# [Dataset content]
┏━━

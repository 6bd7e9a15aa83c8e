//! SQLite-based record access layer
//!
//! All reads and writes go through [`TutorStore`]. Read views embed related
//! objects (a student carries its goal, category and teacher) the way the
//! API serves them. Writes are single-row atomic; there is no multi-statement
//! transaction around the journal generation sequence.

use anyhow::{anyhow, Result};
use chrono::{DateTime, Utc};
use rusqlite::{params, params_from_iter, Connection, OptionalExtension};
use std::path::Path;
use std::sync::Arc;
use tokio::sync::Mutex;

use crate::error::ApiError;
use crate::models::{
    percentage_of, CategoryView, Difficulty, GoalView, HomeworkResultView,
    HomeworkView, JournalEntryView, LessonTypeView, LessonView, NewCategory, NewGoal, NewHomework,
    NewHomeworkResult, NewLesson, NewLessonType, NewStudent, NewTeacher, NewTopic, StudentView,
    TeacherView, TopicView,
};
use crate::slug::slugify;

/// One homework result row in a student's recent-lesson window, joined with
/// its topic name. Ordered by (topic, difficulty, newest first) so the first
/// row per key is the current one.
#[derive(Debug, Clone)]
pub struct LatestResultRow {
    pub topic_id: i64,
    pub topic_name: String,
    pub difficulty: Difficulty,
    pub percentage: f64,
    pub created_at: DateTime<Utc>,
}

/// Narrative fields of a journal entry, produced by the generator.
#[derive(Debug, Clone)]
pub struct JournalFields {
    pub good_results: String,
    pub bad_results: String,
    pub covered_topics: String,
    pub working_on: String,
    pub recommended_lessons: i64,
    pub recommendation_reason: String,
}

/// SQLite-backed store shared across request handlers
pub struct TutorStore {
    conn: Arc<Mutex<Connection>>,
}
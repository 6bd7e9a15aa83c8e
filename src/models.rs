//! Shared data types used across modules
//!
//! Write payloads carry `*_id` references; read views embed the related
//! objects, matching what the frontend consumes.

use chrono::{DateTime, Utc};
use serde::{Deserialize, Serialize};

/// Homework difficulty level
#[derive(Debug, Clone, Copy, Serialize, Deserialize, PartialEq, Eq, Hash, PartialOrd, Ord)]
#[serde(rename_all = "UPPERCASE")]
pub enum Difficulty {
    Easy,
    Medium,
    Hard,
}

impl Difficulty {
    /// Wire/storage form, e.g. "EASY"
    pub fn as_str(&self) -> &'static str {
        match self {
            Difficulty::Easy => "EASY",
            Difficulty::Medium => "MEDIUM",
            Difficulty::Hard => "HARD",
        }
    }

    /// Lowercase form used in report sentences, e.g. "easy"
    pub fn label(&self) -> &'static str {
        match self {
            Difficulty::Easy => "easy",
            Difficulty::Medium => "medium",
            Difficulty::Hard => "hard",
        }
    }

    pub fn parse(s: &str) -> Option<Self> {
        match s {
            "EASY" => Some(Difficulty::Easy),
            "MEDIUM" => Some(Difficulty::Medium),
            "HARD" => Some(Difficulty::Hard),
            _ => None,
        }
    }
}

impl std::fmt::Display for Difficulty {
    fn fmt(&self, f: &mut std::fmt::Formatter<'_>) -> std::fmt::Result {
        f.write_str(self.as_str())
    }
}

// ---------------------------------------------------------------------------
// Read views
// ---------------------------------------------------------------------------

#[derive(Debug, Clone, Serialize, Deserialize)]
pub struct TeacherView {
    pub id: i64,
    pub full_name: String,
    pub subject: String,
}

#[derive(Debug, Clone, Serialize, Deserialize)]
pub struct CategoryView {
    pub id: i64,
    pub name: String,
    pub slug: String,
}

#[derive(Debug, Clone, Serialize, Deserialize)]
pub struct GoalView {
    pub id: i64,
    pub name: String,
    pub categories: Vec<CategoryView>,
}

#[derive(Debug, Clone, Serialize, Deserialize)]
pub struct StudentView {
    pub id: i64,
    pub full_name: String,
    pub grade: i64,
    pub learning_goal: GoalView,
    pub learning_category: CategoryView,
    pub teacher: TeacherView,
}

#[derive(Debug, Clone, Serialize, Deserialize)]
pub struct LessonTypeView {
    pub id: i64,
    pub name: String,
}

#[derive(Debug, Clone, Serialize, Deserialize)]
pub struct TopicView {
    pub id: i64,
    pub name: String,
    /// Student ids this topic is assigned to
    pub students: Vec<i64>,
}

#[derive(Debug, Clone, Serialize, Deserialize)]
pub struct LessonView {
    pub id: i64,
    pub student: StudentView,
    pub lesson_type: LessonTypeView,
    pub topic: TopicView,
    pub date: DateTime<Utc>,
    pub comment: Option<String>,
}

#[derive(Debug, Clone, Serialize, Deserialize)]
pub struct HomeworkResultView {
    pub id: i64,
    pub topic_id: i64,
    pub difficulty: Difficulty,
    pub correct_count: i64,
    pub total_count: i64,
    pub percentage: f64,
    pub created_at: DateTime<Utc>,
}

#[derive(Debug, Clone, Serialize, Deserialize)]
pub struct HomeworkView {
    pub id: i64,
    pub lesson_id: i64,
    pub topic_ids: Vec<i64>,
    pub created_at: DateTime<Utc>,
    pub results: Vec<HomeworkResultView>,
}

#[derive(Debug, Clone, Serialize, Deserialize)]
pub struct JournalEntryView {
    pub id: i64,
    pub student: StudentView,
    pub created_at: DateTime<Utc>,
    pub good_results: String,
    pub bad_results: String,
    pub covered_topics: String,
    pub working_on: String,
    pub recommended_lessons: i64,
    pub recommendation_reason: String,
}

// ---------------------------------------------------------------------------
// Write payloads
// ---------------------------------------------------------------------------

fn default_grade() -> i64 {
    1
}

#[derive(Debug, Clone, Deserialize)]
pub struct NewTeacher {
    pub full_name: String,
    pub subject: String,
}

#[derive(Debug, Clone, Deserialize)]
pub struct NewCategory {
    pub name: String,
    /// Derived from the name when absent
    #[serde(default)]
    pub slug: Option<String>,
}

#[derive(Debug, Clone, Deserialize)]
pub struct NewGoal {
    pub name: String,
    #[serde(default)]
    pub category_ids: Vec<i64>,
}

#[derive(Debug, Clone, Deserialize)]
pub struct NewStudent {
    pub full_name: String,
    #[serde(default = "default_grade")]
    pub grade: i64,
    pub learning_goal_id: i64,
    pub learning_category_id: i64,
    pub teacher_id: i64,
}

#[derive(Debug, Clone, Deserialize)]
pub struct NewLessonType {
    pub name: String,
}

#[derive(Debug, Clone, Deserialize)]
pub struct NewTopic {
    pub name: String,
    #[serde(default)]
    pub students: Vec<i64>,
}

#[derive(Debug, Clone, Deserialize)]
pub struct NewLesson {
    pub student_id: i64,
    pub lesson_type_id: i64,
    pub topic_id: i64,
    #[serde(default)]
    pub comment: Option<String>,
}

/// Result embedded in a homework create request
#[derive(Debug, Clone, Deserialize)]
pub struct EmbeddedResult {
    pub topic_id: i64,
    pub difficulty: Difficulty,
    #[serde(default)]
    pub correct_count: i64,
    #[serde(default)]
    pub total_count: i64,
}

#[derive(Debug, Clone, Deserialize)]
pub struct NewHomework {
    pub lesson_id: i64,
    #[serde(default)]
    pub topic_ids: Vec<i64>,
    #[serde(default)]
    pub results: Vec<EmbeddedResult>,
}

#[derive(Debug, Clone, Deserialize)]
pub struct NewHomeworkResult {
    pub homework_id: i64,
    pub topic_id: i64,
    pub difficulty: Difficulty,
    #[serde(default)]
    pub correct_count: i64,
    #[serde(default)]
    pub total_count: i64,
}

/// Derived percentage, recomputed on every save
pub fn percentage_of(correct_count: i64, total_count: i64) -> f64 {
    if total_count > 0 {
        (correct_count as f64 / total_count as f64) * 100.0
    } else {
        0.0
    }
}

#[cfg(test)]
mod tests {
    use super::*;

    #[test]
    fn test_difficulty_round_trip() {
        for d in [Difficulty::Easy, Difficulty::Medium, Difficulty::Hard] {
            assert_eq!(Difficulty::parse(d.as_str()), Some(d));
        }
        assert_eq!(Difficulty::parse("easy"), None);
    }

    #[test]
    fn test_difficulty_serde_uppercase() {
        let json = serde_json::to_string(&Difficulty::Medium).unwrap();
        assert_eq!(json, "\"MEDIUM\"");
        let back: Difficulty = serde_json::from_str("\"HARD\"").unwrap();
        assert_eq!(back, Difficulty::Hard);
    }

    #[test]
    fn test_percentage_zero_total_is_zero() {
        assert_eq!(percentage_of(3, 0), 0.0);
        assert_eq!(percentage_of(5, 5), 100.0);
        assert_eq!(percentage_of(2, 10), 20.0);
    }
}
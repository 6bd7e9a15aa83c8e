//! Web server module

pub mod http;

use anyhow::Result;
use axum::{
    routing::{get, post},
    Json, Router,
};
use serde_json::json;
use std::net::SocketAddr;
use std::sync::Arc;
use tower_http::cors::{Any, CorsLayer};
use tower_http::trace::TraceLayer;
use tracing::info;

use crate::config::Config;
use crate::store::TutorStore;

/// Shared server state
#[derive(Clone)]
pub struct ServerState {
    pub config: Arc<Config>,
    pub store: Arc<TutorStore>,
}

/// Build the full API router
pub fn build_router(state: ServerState) -> Router {
    // The frontend is served from another origin, so CORS stays permissive
    let cors = CorsLayer::new()
        .allow_origin(Any)
        .allow_methods(Any)
        .allow_headers(Any);

    let api = Router::new()
        .route("/teachers", get(http::list_teachers).post(http::create_teacher))
        .route(
            "/teachers/{id}",
            get(http::get_teacher)
                .put(http::update_teacher)
                .delete(http::delete_teacher),
        )
        .route(
            "/learning-categories",
            get(http::list_categories).post(http::create_category),
        )
        .route(
            "/learning-categories/{id}",
            get(http::get_category)
                .put(http::update_category)
                .delete(http::delete_category),
        )
        .route(
            "/learning-goals",
            get(http::list_goals).post(http::create_goal),
        )
        .route(
            "/learning-goals/{id}",
            get(http::get_goal)
                .put(http::update_goal)
                .delete(http::delete_goal),
        )
        .route(
            "/students",
            get(http::list_students).post(http::create_student),
        )
        .route(
            "/students/{id}",
            get(http::get_student)
                .put(http::update_student)
                .delete(http::delete_student),
        )
        .route(
            "/lesson-types",
            get(http::list_lesson_types).post(http::create_lesson_type),
        )
        .route(
            "/lesson-types/{id}",
            get(http::get_lesson_type)
                .put(http::update_lesson_type)
                .delete(http::delete_lesson_type),
        )
        .route("/topics", get(http::list_topics).post(http::create_topic))
        .route(
            "/topics/{id}",
            get(http::get_topic)
                .put(http::update_topic)
                .delete(http::delete_topic),
        )
        .route("/lessons", get(http::list_lessons).post(http::create_lesson))
        .route(
            "/lessons/{id}",
            get(http::get_lesson)
                .put(http::update_lesson)
                .delete(http::delete_lesson),
        )
        .route(
            "/homeworks",
            get(http::list_homeworks).post(http::create_homework),
        )
        .route(
            "/homeworks/{id}",
            get(http::get_homework)
                .put(http::update_homework)
                .delete(http::delete_homework),
        )
        .route("/homeworks/{id}/results", get(http::homework_results))
        .route(
            "/homework-results",
            get(http::list_results).post(http::create_result),
        )
        .route(
            "/homework-results/{id}",
            get(http::get_result)
                .put(http::update_result)
                .delete(http::delete_result),
        )
        // Journal entries are append-only: list, retrieve and generate only
        .route("/journal", get(http::list_journal))
        .route("/journal/generate", post(http::generate_journal))
        .route("/journal/{id}", get(http::get_journal_entry));

    Router::new()
        .route("/", get(api_root))
        .nest("/api", api)
        .layer(cors)
        .layer(TraceLayer::new_for_http())
        .with_state(state)
}

/// Start the web server
pub async fn start(config: Config) -> Result<()> {
    let store = TutorStore::new(&config.database.path).await?;

    let addr: SocketAddr = format!("{}:{}", config.server.host, config.server.port).parse()?;

    let state = ServerState {
        config: Arc::new(config),
        store: Arc::new(store),
    };
    let app = build_router(state);

    info!("listening on http://{}", addr);
    println!("Tutor Control API listening on http://{}", addr);

    axum::serve(tokio::net::TcpListener::bind(addr).await?, app).await?;

    Ok(())
}

/// Handler for the API root banner
async fn api_root() -> Json<serde_json::Value> {
    Json(json!({
        "message": "Tutor Control System API",
        "status": "running",
        "endpoints": {
            "api": "/api/",
        }
    }))
}
mod array;
mod list;
mod tree;
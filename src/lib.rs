//! This crate exposes three classic containers of integers mostly for
//! educational purposes: a growable [`Array`](array::Array), a doubly linked
//! [`List`](list::List) and an unbalanced Binary Search [`Tree`](tree::Tree).
//! Each one comes with the algorithms that are usually taught alongside it.
//!
//! ## Array
//!
//! An `Array` stores its elements contiguously and doubles its capacity when
//! it runs out of room, so pushing at the back is amortized `O(1)`. Besides
//! positional access it supports linear and binary search, quicksort (built on
//! a Lomuto partition) and the operations of a binary max-heap laid out in the
//! array itself: the children of the element at `i` live at `2i + 1` and
//! `2i + 2`.
//!
//! ## List
//!
//! A `List` is a chain of nodes, each linked to its predecessor and its
//! successor. Adding or removing at either end is `O(1)` while reaching the
//! `i`th element walks `i` links. Lists can be split in two halves and two
//! sorted lists can be merged into one, which together give merge sort.
//!
//! ## Binary Search Tree
//!
//! A Binary Search Tree is a data structure supporting operations to
//! insert, find, and delete stored values. The most important invariants of a
//! BST are:
//!
//! 1. For every node in a BST, all the nodes in its left subtree have a
//!    value less than its own value.
//! 2. For every node in a BST, all the nodes in its right subtree have a
//!    value greater than its own value.
//!
//! Searching for values in the tree takes `O(height)` where `height` is the
//! number of nodes on the longest path from the root to a leaf. This tree does
//! not rebalance itself so inserting sorted values makes `height` equal to the
//! number of nodes. BSTs also naturally support sorted iteration by visiting
//! the left subtree, then the subtree root, then the right subtree.
//!
//! ## Errors
//!
//! Operations whose precondition doesn't hold, such as popping from an empty
//! container, return an [`Error`] and leave the container untouched.

#![deny(missing_docs, clippy::clone_on_ref_ptr)]

pub mod array;
pub mod error;
pub mod list;
pub mod tree;

pub use error::{Error, Result};
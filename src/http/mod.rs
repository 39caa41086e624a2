//! HTTP transport for the record store.
//!
//! Requires the `http` feature. Uses axum for routing.
//!
//! ## Routes
//!
//! - `GET /students`: the full collection as a JSON array.
//! - `POST /students`: create; body = JSON object of fields.
//! - `GET /students/:id`: one record, or 404 `{ "message": "Not Found" }`.
//! - `PUT /students/:id`: shallow-merge the body onto the record.
//! - `DELETE /students/:id`: remove the record.
//! - `GET /health`: `{ "ok": true }`.
//!
//! ## Example
//!
//! ```ignore
//! use std::sync::Arc;
//! use student_records::{http, JsonFileStore};
//!
//! let store = Arc::new(JsonFileStore::new("data/students.json"));
//!
//! // Get the router to compose with other axum routes
//! let app = http::router(store.clone());
//!
//! // Or serve directly
//! http::serve(store, "0.0.0.0:3000").await?;
//! ```

mod handlers;
mod response;

pub use response::ApiResponse;

use std::future::Future;
use std::sync::Arc;

use axum::routing::get;
use axum::Router;
use tokio::net::{TcpListener, ToSocketAddrs};
use tracing::info;

use crate::store::RecordStore;

/// Build an axum `Router` serving the students API from the given store.
pub fn router<S: RecordStore + 'static>(store: Arc<S>) -> Router {
    Router::new()
        .route("/health", get(handlers::health))
        .route(
            "/students",
            get(handlers::list_students::<S>).post(handlers::create_student::<S>),
        )
        .route(
            "/students/:id",
            get(handlers::get_student::<S>)
                .put(handlers::update_student::<S>)
                .delete(handlers::delete_student::<S>),
        )
        .with_state(store)
}

/// Serve the students API at the given address (e.g. `"0.0.0.0:3000"`).
pub async fn serve<S: RecordStore + 'static>(
    store: Arc<S>,
    addr: impl ToSocketAddrs,
) -> Result<(), std::io::Error> {
    serve_with_shutdown(store, addr, std::future::pending()).await
}

/// Serve until `shutdown` resolves, then drain in-flight requests.
pub async fn serve_with_shutdown<S, F>(
    store: Arc<S>,
    addr: impl ToSocketAddrs,
    shutdown: F,
) -> Result<(), std::io::Error>
where
    S: RecordStore + 'static,
    F: Future<Output = ()> + Send + 'static,
{
    let app = router(store);
    let listener = TcpListener::bind(addr).await?;
    info!(addr = %listener.local_addr()?, "students API listening");
    axum::serve(listener, app)
        .with_graceful_shutdown(shutdown)
        .await
}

┗━━

# [Activity]
Please go through the data above and copy every line that has the word "left".

# [Response to this task]
//! 1. For every node in a BST, all the nodes in its left subtree have a
//! the left subtree, then the subtree root, then the right subtree.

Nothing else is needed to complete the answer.